Copy every line of the data exactly, leaving nothing out.
*** SOURCE MATERIAL ***
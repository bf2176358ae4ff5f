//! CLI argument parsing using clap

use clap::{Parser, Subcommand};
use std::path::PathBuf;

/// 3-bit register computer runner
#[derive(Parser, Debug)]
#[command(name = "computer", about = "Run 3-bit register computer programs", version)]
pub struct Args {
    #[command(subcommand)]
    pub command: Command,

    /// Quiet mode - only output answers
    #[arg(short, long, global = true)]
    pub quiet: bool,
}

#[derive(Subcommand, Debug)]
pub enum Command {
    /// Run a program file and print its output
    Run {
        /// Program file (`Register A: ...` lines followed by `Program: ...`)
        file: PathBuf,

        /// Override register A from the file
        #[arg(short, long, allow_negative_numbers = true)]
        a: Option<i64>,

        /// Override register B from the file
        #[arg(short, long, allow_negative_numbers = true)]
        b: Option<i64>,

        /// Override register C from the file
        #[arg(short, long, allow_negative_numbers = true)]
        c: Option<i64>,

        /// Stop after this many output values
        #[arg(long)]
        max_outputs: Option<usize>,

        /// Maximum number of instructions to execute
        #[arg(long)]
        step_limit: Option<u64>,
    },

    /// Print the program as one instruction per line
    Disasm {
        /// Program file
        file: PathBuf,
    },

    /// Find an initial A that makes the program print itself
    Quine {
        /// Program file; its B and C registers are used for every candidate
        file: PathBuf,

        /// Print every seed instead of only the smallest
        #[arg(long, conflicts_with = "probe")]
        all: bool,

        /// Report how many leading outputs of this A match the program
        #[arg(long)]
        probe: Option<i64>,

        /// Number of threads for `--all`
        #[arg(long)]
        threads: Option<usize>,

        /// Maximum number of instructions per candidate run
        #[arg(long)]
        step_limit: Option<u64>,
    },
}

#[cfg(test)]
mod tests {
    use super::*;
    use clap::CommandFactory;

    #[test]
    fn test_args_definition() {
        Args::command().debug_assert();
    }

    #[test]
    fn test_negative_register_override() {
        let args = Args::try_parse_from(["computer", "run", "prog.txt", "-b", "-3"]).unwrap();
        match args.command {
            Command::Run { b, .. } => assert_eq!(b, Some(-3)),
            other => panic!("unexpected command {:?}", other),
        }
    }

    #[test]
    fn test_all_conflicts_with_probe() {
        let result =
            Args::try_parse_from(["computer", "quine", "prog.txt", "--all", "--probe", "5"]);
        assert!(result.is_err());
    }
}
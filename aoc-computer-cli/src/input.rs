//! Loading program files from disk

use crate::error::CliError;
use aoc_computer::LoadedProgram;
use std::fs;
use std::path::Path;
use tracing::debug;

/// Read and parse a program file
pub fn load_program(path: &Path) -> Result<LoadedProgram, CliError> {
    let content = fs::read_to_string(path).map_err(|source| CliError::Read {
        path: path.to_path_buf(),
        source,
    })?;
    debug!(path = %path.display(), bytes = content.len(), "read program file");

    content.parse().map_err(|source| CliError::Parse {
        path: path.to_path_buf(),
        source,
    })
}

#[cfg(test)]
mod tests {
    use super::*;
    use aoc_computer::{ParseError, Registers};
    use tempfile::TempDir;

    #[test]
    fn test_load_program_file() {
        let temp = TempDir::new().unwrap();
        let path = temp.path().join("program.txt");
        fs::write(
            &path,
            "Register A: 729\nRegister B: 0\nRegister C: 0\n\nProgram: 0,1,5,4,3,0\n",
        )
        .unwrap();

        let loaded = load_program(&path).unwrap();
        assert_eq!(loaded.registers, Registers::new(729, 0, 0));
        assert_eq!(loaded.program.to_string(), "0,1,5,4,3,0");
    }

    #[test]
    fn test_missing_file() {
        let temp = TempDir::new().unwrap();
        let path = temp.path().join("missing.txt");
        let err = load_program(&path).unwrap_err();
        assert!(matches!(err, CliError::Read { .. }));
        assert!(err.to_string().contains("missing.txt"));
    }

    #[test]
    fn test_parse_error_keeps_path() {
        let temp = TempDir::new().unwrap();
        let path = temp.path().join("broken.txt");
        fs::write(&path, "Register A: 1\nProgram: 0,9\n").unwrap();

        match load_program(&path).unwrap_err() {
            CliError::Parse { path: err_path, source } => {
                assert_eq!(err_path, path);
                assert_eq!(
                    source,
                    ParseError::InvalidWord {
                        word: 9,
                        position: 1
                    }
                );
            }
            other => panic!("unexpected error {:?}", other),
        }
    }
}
***
→ **SOLUTION**:
repository bf2176358ae4ff5f
//! CLI argument parsing using clap

use clap::{Parser, Subcommand};
use std::path::PathBuf;

/// 3-bit register computer runner
#[derive(Parser, Debug)]
#[command(name = "computer", about = "Run 3-bit register computer programs", version)]
pub struct Args {
    #[command(subcommand)]
    pub command: Command,

    /// Quiet mode - only output answers
    #[arg(short, long, global = true)]
    pub quiet: bool,
}

#[derive(Subcommand, Debug)]
pub enum Command {
    /// Run a program file and print its output
    Run {
        /// Program file (`Register A: ...` lines followed by `Program: ...`)
        file: PathBuf,

        /// Override register A from the file
        #[arg(short, long, allow_negative_numbers = true)]
        a: Option<i64>,

        /// Override register B from the file
        #[arg(short, long, allow_negative_numbers = true)]
        b: Option<i64>,

        /// Override register C from the file
        #[arg(short, long, allow_negative_numbers = true)]
        c: Option<i64>,

        /// Stop after this many output values
        #[arg(long)]
        max_outputs: Option<usize>,

        /// Maximum number of instructions to execute
        #[arg(long)]
        step_limit: Option<u64>,
    },

    /// Print the program as one instruction per line
    Disasm {
        /// Program file
        file: PathBuf,
    },

    /// Find an initial A that makes the program print itself
    Quine {
        /// Program file; its B and C registers are used for every candidate
        file: PathBuf,

        /// Print every seed instead of only the smallest
        #[arg(long, conflicts_with = "probe")]
        all: bool,

        /// Report how many leading outputs of this A match the program
        #[arg(long)]
        probe: Option<i64>,

        /// Number of threads for `--all`
        #[arg(long)]
        threads: Option<usize>,

        /// Maximum number of instructions per candidate run
        #[arg(long)]
        step_limit: Option<u64>,
    },
}

#[cfg(test)]
mod tests {
    use super::*;
    use clap::CommandFactory;

    #[test]
    fn test_args_definition() {
        Args::command().debug_assert();
    }

    #[test]
    fn test_negative_register_override() {
        let args = Args::try_parse_from(["computer", "run", "prog.txt", "-b", "-3"]).unwrap();
        match args.command {
            Command::Run { b, .. } => assert_eq!(b, Some(-3)),
            other => panic!("unexpected command {:?}", other),
        }
    }

    #[test]
    fn test_all_conflicts_with_probe() {
        let result =
            Args::try_parse_from(["computer", "quine", "prog.txt", "--all", "--probe", "5"]);
        assert!(result.is_err());
    }
}
filename aoc-computer-cli/src/input.rs
//! Loading program files from disk

use crate::error::CliError;
use aoc_computer::LoadedProgram;
use std::fs;
use std::path::Path;
use tracing::debug;

/// Read and parse a program file
pub fn load_program(path: &Path) -> Result<LoadedProgram, CliError> {
    let content = fs::read_to_string(path).map_err(|source| CliError::Read {
        path: path.to_path_buf(),
        source,
    })?;
    debug!(path = %path.display(), bytes = content.len(), "read program file");

    content.parse().map_err(|source| CliError::Parse {
        path: path.to_path_buf(),
        source,
    })
}

#[cfg(test)]
mod tests {
    use super::*;
    use aoc_computer::{ParseError, Registers};
    use tempfile::TempDir;

    #[test]
    fn test_load_program_file() {
        let temp = TempDir::new().unwrap();
        let path = temp.path().join("program.txt");
        fs::write(
            &path,
            "Register A: 729\nRegister B: 0\nRegister C: 0\n\nProgram: 0,1,5,4,3,0\n",
        )
        .unwrap();

        let loaded = load_program(&path).unwrap();
        assert_eq!(loaded.registers, Registers::new(729, 0, 0));
        assert_eq!(loaded.program.to_string(), "0,1,5,4,3,0");
    }

    #[test]
    fn test_missing_file() {
        let temp = TempDir::new().unwrap();
        let path = temp.path().join("missing.txt");
        let err = load_program(&path).unwrap_err();
        assert!(matches!(err, CliError::Read { .. }));
        assert!(err.to_string().contains("missing.txt"));
    }

    #[test]
    fn test_parse_error_keeps_path() {
        let temp = TempDir::new().unwrap();
        let path = temp.path().join("broken.txt");
        fs::write(&path, "Register A: 1\nProgram: 0,9\n").unwrap();

        match load_program(&path).unwrap_err() {
            CliError::Parse { path: err_path, source } => {
                assert_eq!(err_path, path);
                assert_eq!(
                    source,
                    ParseError::InvalidWord {
                        word: 9,
                        position: 1
                    }
                );
            }
            other => panic!("unexpected error {:?}", other),
        }
    }
}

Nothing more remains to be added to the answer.